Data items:
***
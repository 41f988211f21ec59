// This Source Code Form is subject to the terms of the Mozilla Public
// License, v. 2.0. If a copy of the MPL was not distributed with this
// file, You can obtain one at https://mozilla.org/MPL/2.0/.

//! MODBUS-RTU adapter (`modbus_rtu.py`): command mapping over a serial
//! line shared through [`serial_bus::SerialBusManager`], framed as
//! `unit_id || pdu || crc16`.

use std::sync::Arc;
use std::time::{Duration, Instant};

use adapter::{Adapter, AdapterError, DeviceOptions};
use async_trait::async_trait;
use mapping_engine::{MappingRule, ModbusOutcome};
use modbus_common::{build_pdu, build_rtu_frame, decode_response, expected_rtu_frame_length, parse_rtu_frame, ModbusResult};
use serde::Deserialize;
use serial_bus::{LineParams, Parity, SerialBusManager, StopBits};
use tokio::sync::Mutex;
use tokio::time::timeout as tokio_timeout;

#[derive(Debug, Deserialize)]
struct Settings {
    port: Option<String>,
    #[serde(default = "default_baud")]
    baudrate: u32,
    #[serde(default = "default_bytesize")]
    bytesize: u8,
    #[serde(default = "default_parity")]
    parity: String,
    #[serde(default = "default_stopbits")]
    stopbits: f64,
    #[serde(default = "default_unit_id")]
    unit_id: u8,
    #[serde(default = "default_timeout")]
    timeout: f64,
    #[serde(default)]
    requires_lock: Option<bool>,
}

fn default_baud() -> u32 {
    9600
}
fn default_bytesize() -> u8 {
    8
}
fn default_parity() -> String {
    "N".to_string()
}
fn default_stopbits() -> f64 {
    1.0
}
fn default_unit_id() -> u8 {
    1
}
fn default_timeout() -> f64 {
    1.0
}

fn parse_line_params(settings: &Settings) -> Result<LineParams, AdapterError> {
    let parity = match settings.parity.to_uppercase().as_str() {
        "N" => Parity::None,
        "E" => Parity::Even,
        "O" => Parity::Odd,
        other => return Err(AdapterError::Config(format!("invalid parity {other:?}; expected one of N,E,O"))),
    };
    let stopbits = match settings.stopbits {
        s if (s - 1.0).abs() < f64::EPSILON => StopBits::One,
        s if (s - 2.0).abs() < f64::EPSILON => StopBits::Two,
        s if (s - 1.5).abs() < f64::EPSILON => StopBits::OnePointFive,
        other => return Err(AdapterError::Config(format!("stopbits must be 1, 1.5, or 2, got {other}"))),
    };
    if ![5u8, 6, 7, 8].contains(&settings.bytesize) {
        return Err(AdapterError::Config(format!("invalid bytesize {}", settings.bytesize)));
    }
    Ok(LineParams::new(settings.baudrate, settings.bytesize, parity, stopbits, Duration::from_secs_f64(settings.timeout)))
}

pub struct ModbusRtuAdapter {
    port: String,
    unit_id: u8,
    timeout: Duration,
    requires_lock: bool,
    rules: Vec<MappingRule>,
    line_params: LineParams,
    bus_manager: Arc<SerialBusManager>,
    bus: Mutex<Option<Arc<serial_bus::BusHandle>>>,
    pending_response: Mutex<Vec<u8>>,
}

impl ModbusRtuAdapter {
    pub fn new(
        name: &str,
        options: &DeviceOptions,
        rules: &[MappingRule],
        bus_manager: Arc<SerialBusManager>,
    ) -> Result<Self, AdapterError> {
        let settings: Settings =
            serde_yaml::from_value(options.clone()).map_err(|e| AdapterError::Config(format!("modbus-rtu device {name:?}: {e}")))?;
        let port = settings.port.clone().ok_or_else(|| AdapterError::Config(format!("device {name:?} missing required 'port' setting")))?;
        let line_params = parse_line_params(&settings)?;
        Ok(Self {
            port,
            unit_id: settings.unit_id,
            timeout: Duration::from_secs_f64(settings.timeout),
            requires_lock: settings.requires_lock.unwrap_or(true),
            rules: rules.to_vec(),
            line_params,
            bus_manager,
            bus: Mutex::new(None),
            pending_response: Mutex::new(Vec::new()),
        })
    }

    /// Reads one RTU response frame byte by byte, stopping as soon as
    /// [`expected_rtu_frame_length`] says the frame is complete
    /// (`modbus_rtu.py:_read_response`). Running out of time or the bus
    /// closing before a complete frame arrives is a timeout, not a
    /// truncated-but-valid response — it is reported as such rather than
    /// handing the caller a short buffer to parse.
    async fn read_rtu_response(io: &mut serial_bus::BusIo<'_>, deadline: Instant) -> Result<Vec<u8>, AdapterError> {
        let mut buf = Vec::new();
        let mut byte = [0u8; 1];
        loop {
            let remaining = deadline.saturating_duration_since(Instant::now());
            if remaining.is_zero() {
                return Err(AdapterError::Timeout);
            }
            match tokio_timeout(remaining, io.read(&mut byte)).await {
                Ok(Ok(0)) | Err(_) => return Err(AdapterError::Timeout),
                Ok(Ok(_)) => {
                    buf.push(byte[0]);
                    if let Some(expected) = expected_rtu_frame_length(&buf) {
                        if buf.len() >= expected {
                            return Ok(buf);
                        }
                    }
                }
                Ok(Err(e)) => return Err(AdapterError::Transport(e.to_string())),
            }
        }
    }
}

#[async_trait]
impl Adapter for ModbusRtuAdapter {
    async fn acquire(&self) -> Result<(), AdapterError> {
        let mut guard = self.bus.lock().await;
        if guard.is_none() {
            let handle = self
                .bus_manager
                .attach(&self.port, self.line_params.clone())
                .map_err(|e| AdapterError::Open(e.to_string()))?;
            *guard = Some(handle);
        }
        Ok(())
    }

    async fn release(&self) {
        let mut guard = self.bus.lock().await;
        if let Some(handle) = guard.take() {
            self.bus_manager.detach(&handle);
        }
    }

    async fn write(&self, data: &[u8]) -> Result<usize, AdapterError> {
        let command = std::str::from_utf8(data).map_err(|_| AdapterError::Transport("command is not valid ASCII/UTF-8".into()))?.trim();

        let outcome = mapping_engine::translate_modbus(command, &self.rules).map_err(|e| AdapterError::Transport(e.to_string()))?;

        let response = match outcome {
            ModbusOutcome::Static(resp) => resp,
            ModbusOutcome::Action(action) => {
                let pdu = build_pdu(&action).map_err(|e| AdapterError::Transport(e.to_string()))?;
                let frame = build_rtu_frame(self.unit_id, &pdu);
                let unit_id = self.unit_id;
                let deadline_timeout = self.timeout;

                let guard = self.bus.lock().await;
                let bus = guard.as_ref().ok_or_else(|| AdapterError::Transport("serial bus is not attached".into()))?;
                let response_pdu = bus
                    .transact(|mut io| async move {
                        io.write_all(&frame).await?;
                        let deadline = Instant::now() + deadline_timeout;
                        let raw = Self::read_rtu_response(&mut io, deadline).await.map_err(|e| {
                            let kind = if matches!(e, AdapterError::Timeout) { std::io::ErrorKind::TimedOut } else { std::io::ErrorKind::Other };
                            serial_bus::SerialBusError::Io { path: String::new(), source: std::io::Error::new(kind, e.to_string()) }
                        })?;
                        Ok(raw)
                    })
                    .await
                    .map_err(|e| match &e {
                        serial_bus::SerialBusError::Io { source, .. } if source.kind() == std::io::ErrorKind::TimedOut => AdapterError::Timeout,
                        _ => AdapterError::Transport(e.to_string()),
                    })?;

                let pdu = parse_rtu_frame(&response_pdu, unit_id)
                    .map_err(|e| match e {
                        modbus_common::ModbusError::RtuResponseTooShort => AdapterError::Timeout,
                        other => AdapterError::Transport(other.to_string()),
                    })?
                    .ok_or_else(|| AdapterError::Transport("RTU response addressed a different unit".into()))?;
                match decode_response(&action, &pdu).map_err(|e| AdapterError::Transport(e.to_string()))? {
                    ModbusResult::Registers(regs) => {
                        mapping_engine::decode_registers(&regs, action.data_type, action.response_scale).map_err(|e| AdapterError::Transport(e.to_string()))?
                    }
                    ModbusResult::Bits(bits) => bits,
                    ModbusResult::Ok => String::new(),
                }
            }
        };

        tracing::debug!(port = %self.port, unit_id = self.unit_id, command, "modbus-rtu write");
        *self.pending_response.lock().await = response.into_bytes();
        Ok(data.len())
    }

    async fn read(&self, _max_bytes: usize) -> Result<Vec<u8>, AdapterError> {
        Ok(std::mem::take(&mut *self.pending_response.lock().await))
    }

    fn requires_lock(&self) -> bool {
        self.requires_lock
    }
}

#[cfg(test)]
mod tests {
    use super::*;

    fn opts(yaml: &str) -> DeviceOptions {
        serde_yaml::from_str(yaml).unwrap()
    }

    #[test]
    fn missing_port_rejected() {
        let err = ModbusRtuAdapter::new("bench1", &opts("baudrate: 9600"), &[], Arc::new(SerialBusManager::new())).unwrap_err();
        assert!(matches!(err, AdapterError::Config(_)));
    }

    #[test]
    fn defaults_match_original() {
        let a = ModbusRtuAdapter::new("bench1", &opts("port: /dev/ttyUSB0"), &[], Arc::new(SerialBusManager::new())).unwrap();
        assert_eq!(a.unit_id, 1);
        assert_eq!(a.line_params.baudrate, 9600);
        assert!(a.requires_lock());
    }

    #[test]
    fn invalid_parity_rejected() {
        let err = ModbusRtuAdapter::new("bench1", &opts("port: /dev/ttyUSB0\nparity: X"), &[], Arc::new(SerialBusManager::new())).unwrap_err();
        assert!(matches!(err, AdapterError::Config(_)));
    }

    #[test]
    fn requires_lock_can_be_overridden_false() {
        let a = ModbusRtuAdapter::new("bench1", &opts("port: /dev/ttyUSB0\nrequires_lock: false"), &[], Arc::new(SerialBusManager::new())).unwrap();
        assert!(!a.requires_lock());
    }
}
***
## Instructions to follow
Which lines hold the word "Mutex"? Copy each of them from the records.

## Task result
use tokio::sync::Mutex;
    bus: Mutex<Option<Arc<serial_bus::BusHandle>>>,
    pending_response: Mutex<Vec<u8>>,
            bus: Mutex::new(None),
            pending_response: Mutex::new(Vec::new()),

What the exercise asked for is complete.